Mechanisms of telomerase-dimer catalysis

There is evidence that human telomerase acts as a dimer [Wenz, C., Enenkel, B., Amacker, M., Kelleher, C., Damm, K., Lingner, J., 2001. Human telomerase contains two cooperating telomerase RNA molecules. EMBO J. 20, 3526–3534]. Three possible mechanisms have been proposed. We translate those proposals into three detailed mechanistic models for telomerase action, also introducing optional isomerizations with equilibrium constants inversely related to the number of bound nucleotides. To distinguish between these models by in situ experiments we propose a microscopic system which uses two-photon excitation of fluorescence in a volume of about 0.5 μm3. A variety of detection strategies and experimental designs are considered; we focus on those best suited to observation of a small volume under limitations imposed by diffusion to and from the reacting micro-volume, and consequently restrict ourselves to constant flow.
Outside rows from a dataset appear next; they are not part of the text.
// SPDX-License-Identifier: MIT
// Copyright (c) 2026 Alfred Jean LLC

//! Error types for client operations.

use dw_core::{Event, Topic};
use thiserror::Error;

use crate::config::ConfigError;
use crate::connection::TransportError;

/// All possible errors surfaced by the client.
#[derive(Debug, Error)]
pub enum ClientError {
    #[error("connection failure: {0}")]
    ConnectionFailure(String),

    #[error("authentication rejected ({event}): {message}")]
    AuthenticationRejected { event: Event, message: String },

    #[error("too many login attempts\n  hint: create a new client to log in again")]
    AuthenticationExhausted,

    #[error("no acknowledgement received in time for {topic} '{token}'")]
    AckTimeout { topic: Topic, token: String },

    #[error("no response received in time for {topic} '{token}'")]
    ResponseTimeout { topic: Topic, token: String },

    #[error("duplicate request: {topic} '{token}' is already awaiting a reply")]
    DuplicateRequest { topic: Topic, token: String },

    #[error("client is closed")]
    IsClosed,

    #[error("no tokio runtime available\n  hint: create the client from within a tokio runtime")]
    NoRuntime,

    #[error("{topic} {event}: {message}")]
    Unhandled {
        topic: Topic,
        event: Event,
        message: String,
    },

    #[error("transport error: {0}")]
    Transport(#[from] TransportError),

    #[error("config error: {0}")]
    Config(#[from] ConfigError),

    #[error("protocol error: {0}")]
    Protocol(#[from] dw_core::Error),
}

/// Result type for client operations.
pub type ClientResult<T> = Result<T, ClientError>;

#[cfg(test)]
#[path = "error_tests.rs"]
mod tests;
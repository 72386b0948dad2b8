// SPDX-License-Identifier: MIT
// Copyright (c) 2026 Alfred Jean LLC

//! dw-core: Shared protocol vocabulary for the deepwire client
//!
//! This crate provides the frame envelope, topics, actions, event kinds and
//! connection states used by the client library and its tests.

pub mod error;
pub mod event;
pub mod protocol;
pub mod state;

pub use error::{Error, Result};
pub use event::Event;
pub use protocol::{Action, Message, Topic};
pub use state::ConnectionState;
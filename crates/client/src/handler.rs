// SPDX-License-Identifier: MIT
// Copyright (c) 2026 Alfred Jean LLC

//! Generic sub-protocol endpoint.
//!
//! Event, RPC and record handling all talk to the core the same way: send a
//! message (buffered until authenticated), optionally track its
//! acknowledgement, and receive inbound messages for their topic. The
//! message formats themselves belong to the sub-protocols.

use std::sync::atomic::{AtomicU64, Ordering};
use std::sync::{Arc, PoisonError, RwLock};

use dw_core::{Action, Message, Topic};

use crate::connection::{Connection, MessageHandler};
use crate::error::{ClientError, ClientResult};
use crate::isolate;
use crate::timeout::{correlation_token, TimeoutKind, TimeoutRegistry};

/// Callback for inbound messages on an endpoint's topic.
pub type Subscriber = Arc<dyn Fn(&Message) + Send + Sync>;

/// One topic's view of the connection.
pub struct TopicEndpoint {
    topic: Topic,
    connection: Connection,
    timeouts: TimeoutRegistry,
    inbound: Arc<EndpointInbound>,
    next_request: AtomicU64,
}

struct EndpointInbound {
    timeouts: TimeoutRegistry,
    subscribers: RwLock<Vec<Subscriber>>,
}

impl MessageHandler for EndpointInbound {
    fn handle(&self, message: Message) {
        if self.timeouts.clear_message(&message) {
            tracing::debug!("acknowledged: {}", message);
        }
        let subscribers = self
            .subscribers
            .read()
            .unwrap_or_else(PoisonError::into_inner)
            .clone();
        for subscriber in subscribers {
            isolate("topic subscriber", || subscriber(&message));
        }
    }
}

impl TopicEndpoint {
    /// Creates the endpoint and routes the topic's inbound messages to it.
    pub fn new(topic: Topic, connection: Connection, timeouts: TimeoutRegistry) -> Self {
        let inbound = Arc::new(EndpointInbound {
            timeouts: timeouts.clone(),
            subscribers: RwLock::new(Vec::new()),
        });
        connection.register_handler(topic, Arc::clone(&inbound) as Arc<dyn MessageHandler>);
        TopicEndpoint {
            topic,
            connection,
            timeouts,
            inbound,
            next_request: AtomicU64::new(1),
        }
    }

    pub fn topic(&self) -> Topic {
        self.topic
    }

    /// Sends a message on this topic, buffering it until authenticated.
    pub fn send(&self, action: Action, data: Vec<String>) -> ClientResult<()> {
        self.connection
            .send_or_queue(&Message::new(self.topic, action, data))
    }

    /// Sends `action` for `name` and waits for its acknowledgement or reply.
    ///
    /// The message carries `name`, a fresh correlation id, then `data`.
    /// Acks echo `<action>|<name>|<id>` and replies start with `<name>|<id>`.
    /// If the awaited message does not arrive in time, `on_timeout` runs once
    /// and the timeout is escalated. Returns the correlation id.
    pub fn send_tracked(
        &self,
        action: Action,
        name: &str,
        data: Vec<String>,
        kind: TimeoutKind,
        on_timeout: impl FnOnce(ClientError) + Send + 'static,
    ) -> ClientResult<String> {
        let id = self.next_request.fetch_add(1, Ordering::Relaxed).to_string();
        let token = correlation_token(name, &id);
        self.timeouts
            .register_default(self.topic, token.clone(), kind, on_timeout)?;

        let mut parts = Vec::with_capacity(data.len() + 2);
        parts.push(name.to_string());
        parts.push(id.clone());
        parts.extend(data);

        if let Err(e) = self.send(action, parts) {
            self.timeouts.clear(self.topic, &token);
            return Err(e);
        }
        Ok(id)
    }

    /// Registers a callback for every inbound message on this topic.
    pub fn subscribe(&self, subscriber: impl Fn(&Message) + Send + Sync + 'static) {
        self.inbound
            .subscribers
            .write()
            .unwrap_or_else(PoisonError::into_inner)
            .push(Arc::new(subscriber));
    }
}

#[cfg(test)]
#[path = "handler_tests.rs"]
mod tests;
Numerical simulation is used to help identify an optimal experimental design. The detection of mechanistic changes hinges on linking fluorescence reporters to selected reaction components, either directly (chemically) or indirectly (via an indicator reaction). We show that rapid mixing experiments are better than chemical relaxation experiments, as the statistics of single molecule kinetics affects the latter more than the former. However, some fast reaction steps can only be revealed by chemical relaxation coupled with mixing experiments. We explore connections between our methods and studies of HIV and other systems with RNA to DNA transcription.